* _Description of the task_
The answer must consist of every line below that holds the word "StrikeResult".

Stored items:
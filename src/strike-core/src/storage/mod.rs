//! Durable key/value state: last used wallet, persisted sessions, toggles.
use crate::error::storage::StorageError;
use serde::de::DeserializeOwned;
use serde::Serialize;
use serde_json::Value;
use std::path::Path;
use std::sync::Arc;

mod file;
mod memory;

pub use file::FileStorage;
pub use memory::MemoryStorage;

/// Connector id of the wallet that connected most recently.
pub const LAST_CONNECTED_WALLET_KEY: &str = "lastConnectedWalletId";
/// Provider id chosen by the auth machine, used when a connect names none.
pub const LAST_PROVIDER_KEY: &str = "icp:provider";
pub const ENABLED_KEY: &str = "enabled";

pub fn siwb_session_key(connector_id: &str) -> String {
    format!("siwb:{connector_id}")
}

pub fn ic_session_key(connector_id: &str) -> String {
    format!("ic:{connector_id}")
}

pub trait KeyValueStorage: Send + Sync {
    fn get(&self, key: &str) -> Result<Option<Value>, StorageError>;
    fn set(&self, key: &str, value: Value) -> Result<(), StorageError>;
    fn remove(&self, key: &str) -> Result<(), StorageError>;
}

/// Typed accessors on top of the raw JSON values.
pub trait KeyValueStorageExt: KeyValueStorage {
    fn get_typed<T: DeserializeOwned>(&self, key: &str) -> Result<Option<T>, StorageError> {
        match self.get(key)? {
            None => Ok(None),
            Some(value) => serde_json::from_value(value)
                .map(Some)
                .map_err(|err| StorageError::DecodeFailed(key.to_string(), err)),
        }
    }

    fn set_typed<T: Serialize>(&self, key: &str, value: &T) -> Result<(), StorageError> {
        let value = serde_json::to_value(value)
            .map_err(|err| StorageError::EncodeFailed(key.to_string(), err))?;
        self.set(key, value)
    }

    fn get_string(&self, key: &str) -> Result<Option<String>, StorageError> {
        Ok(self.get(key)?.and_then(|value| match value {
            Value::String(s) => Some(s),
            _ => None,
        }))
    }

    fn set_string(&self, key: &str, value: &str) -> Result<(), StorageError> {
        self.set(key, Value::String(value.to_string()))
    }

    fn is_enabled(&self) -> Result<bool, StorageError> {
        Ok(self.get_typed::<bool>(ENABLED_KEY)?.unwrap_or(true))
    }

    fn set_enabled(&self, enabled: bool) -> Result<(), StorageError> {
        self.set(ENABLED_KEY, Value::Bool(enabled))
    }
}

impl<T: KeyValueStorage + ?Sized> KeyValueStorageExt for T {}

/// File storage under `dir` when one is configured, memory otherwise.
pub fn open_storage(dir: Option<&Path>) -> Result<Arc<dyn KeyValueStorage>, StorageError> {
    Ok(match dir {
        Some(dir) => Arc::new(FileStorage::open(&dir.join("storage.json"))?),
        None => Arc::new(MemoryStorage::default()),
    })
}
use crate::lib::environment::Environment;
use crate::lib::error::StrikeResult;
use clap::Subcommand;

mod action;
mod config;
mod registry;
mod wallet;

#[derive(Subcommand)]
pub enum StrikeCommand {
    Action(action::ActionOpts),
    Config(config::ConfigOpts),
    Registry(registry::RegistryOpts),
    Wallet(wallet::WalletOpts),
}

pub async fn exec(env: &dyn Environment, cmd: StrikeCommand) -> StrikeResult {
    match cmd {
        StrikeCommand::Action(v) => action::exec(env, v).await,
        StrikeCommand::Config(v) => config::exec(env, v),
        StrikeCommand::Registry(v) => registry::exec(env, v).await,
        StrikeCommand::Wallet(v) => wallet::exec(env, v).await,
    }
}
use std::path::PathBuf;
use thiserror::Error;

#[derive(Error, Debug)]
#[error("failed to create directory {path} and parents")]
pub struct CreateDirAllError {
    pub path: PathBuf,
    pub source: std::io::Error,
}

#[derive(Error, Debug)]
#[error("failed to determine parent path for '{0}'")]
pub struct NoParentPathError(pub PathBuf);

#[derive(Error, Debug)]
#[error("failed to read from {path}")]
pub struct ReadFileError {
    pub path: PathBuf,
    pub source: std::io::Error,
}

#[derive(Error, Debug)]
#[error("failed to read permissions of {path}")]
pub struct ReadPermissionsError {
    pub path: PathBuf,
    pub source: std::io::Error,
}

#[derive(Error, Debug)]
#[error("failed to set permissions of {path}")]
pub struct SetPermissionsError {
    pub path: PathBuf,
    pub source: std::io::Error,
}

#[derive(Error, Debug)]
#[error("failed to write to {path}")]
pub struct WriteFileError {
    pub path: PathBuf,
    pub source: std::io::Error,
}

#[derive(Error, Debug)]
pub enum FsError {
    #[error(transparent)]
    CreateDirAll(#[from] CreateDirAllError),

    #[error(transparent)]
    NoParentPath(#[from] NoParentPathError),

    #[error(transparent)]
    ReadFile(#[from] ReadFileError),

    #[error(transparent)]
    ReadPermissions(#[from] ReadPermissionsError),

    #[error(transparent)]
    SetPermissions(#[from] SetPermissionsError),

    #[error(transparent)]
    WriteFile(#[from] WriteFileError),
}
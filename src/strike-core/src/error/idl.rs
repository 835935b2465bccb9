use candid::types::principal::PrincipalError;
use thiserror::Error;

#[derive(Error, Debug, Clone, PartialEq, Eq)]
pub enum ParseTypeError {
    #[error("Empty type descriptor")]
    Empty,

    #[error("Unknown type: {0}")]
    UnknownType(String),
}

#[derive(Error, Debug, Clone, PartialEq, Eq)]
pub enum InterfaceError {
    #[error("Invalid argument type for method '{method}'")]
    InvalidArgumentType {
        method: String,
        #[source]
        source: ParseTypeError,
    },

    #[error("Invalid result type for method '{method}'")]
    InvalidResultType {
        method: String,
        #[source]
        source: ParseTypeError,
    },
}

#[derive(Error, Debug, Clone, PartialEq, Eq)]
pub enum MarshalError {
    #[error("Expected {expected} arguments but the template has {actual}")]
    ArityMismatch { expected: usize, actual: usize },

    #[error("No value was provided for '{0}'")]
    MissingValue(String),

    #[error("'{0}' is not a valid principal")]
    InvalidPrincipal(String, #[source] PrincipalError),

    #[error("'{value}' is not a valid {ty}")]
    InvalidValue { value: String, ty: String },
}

==

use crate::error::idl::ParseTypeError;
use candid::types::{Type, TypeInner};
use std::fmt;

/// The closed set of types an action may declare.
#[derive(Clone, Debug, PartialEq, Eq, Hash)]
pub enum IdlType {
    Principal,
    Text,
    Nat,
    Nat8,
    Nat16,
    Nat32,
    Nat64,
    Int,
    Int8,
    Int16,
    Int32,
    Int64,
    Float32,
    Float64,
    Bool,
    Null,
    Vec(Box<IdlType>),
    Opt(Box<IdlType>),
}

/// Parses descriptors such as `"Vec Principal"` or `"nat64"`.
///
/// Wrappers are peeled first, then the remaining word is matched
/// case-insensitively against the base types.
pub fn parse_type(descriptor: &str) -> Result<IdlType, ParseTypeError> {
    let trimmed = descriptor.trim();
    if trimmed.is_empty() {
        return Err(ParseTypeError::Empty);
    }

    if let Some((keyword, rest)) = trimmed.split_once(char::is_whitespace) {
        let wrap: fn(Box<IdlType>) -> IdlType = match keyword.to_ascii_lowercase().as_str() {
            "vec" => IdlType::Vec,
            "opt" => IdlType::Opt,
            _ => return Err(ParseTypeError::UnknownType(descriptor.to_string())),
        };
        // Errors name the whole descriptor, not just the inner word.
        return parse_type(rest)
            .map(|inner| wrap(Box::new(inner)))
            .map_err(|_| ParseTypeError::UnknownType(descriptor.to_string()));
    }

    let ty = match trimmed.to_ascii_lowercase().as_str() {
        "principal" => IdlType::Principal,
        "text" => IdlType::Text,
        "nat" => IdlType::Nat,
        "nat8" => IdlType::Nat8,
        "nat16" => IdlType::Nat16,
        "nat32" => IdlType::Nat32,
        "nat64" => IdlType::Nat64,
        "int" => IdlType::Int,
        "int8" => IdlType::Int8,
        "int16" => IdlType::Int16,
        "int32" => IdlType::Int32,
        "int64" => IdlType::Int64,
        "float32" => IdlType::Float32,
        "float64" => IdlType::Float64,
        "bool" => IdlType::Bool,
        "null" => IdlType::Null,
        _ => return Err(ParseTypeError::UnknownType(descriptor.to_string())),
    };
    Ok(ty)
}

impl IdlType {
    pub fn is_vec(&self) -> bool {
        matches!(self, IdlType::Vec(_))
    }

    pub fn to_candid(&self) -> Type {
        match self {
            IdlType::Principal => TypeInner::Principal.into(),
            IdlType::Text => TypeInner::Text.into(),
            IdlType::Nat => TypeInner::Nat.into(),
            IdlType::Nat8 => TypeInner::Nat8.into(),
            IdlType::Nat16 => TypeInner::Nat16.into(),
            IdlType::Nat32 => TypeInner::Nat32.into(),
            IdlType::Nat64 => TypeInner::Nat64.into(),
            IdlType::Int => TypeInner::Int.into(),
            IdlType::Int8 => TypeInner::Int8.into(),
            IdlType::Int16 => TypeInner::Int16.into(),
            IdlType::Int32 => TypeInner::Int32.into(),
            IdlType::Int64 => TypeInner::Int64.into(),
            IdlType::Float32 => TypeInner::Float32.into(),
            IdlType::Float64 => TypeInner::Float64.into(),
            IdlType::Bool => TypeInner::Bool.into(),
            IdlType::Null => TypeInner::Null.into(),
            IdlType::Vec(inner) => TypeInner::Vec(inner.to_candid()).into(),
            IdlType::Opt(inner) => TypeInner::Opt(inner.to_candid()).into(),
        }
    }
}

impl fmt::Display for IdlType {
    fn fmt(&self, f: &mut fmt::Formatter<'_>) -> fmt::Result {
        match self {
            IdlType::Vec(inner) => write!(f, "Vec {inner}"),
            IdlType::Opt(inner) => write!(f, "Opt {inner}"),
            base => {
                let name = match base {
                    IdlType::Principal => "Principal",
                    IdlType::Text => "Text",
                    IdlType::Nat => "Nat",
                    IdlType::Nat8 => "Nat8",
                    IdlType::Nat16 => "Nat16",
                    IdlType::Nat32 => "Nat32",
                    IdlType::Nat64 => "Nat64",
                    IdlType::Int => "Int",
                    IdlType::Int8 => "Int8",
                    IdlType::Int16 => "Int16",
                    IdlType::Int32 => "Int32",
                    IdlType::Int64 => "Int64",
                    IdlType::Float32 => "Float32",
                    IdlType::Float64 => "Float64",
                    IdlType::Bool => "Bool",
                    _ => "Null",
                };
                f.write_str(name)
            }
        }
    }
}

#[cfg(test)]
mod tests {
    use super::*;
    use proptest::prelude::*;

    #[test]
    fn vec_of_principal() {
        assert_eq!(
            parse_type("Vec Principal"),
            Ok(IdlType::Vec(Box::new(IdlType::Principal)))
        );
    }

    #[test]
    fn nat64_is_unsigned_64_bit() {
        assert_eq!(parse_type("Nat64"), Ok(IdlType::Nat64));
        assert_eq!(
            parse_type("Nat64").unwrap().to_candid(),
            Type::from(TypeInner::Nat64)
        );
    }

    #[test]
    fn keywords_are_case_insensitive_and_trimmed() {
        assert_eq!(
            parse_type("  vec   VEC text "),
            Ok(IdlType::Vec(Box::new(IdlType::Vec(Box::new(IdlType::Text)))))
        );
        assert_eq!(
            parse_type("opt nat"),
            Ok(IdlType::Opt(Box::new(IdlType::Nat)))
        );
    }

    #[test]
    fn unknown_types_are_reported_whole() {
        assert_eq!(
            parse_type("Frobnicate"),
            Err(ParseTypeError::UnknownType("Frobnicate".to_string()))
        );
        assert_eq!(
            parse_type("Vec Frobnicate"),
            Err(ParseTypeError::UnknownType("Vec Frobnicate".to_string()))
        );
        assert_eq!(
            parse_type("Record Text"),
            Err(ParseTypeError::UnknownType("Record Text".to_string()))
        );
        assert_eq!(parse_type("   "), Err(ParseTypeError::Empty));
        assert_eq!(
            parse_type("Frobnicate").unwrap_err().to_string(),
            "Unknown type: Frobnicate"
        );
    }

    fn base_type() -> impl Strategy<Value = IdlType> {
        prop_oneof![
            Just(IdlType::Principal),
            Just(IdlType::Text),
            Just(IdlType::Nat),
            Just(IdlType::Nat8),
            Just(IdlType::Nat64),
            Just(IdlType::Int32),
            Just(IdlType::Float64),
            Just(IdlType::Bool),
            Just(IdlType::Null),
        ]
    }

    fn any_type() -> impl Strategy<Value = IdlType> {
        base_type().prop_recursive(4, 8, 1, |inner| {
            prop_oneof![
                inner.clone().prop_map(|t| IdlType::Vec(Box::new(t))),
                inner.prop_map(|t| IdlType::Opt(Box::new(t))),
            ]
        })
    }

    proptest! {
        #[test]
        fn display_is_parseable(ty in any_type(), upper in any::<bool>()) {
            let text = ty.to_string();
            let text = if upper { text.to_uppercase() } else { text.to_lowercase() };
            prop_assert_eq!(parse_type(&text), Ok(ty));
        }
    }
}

* _Result of the task_
use crate::lib::error::StrikeResult;
pub async fn exec(env: &dyn Environment, cmd: StrikeCommand) -> StrikeResult {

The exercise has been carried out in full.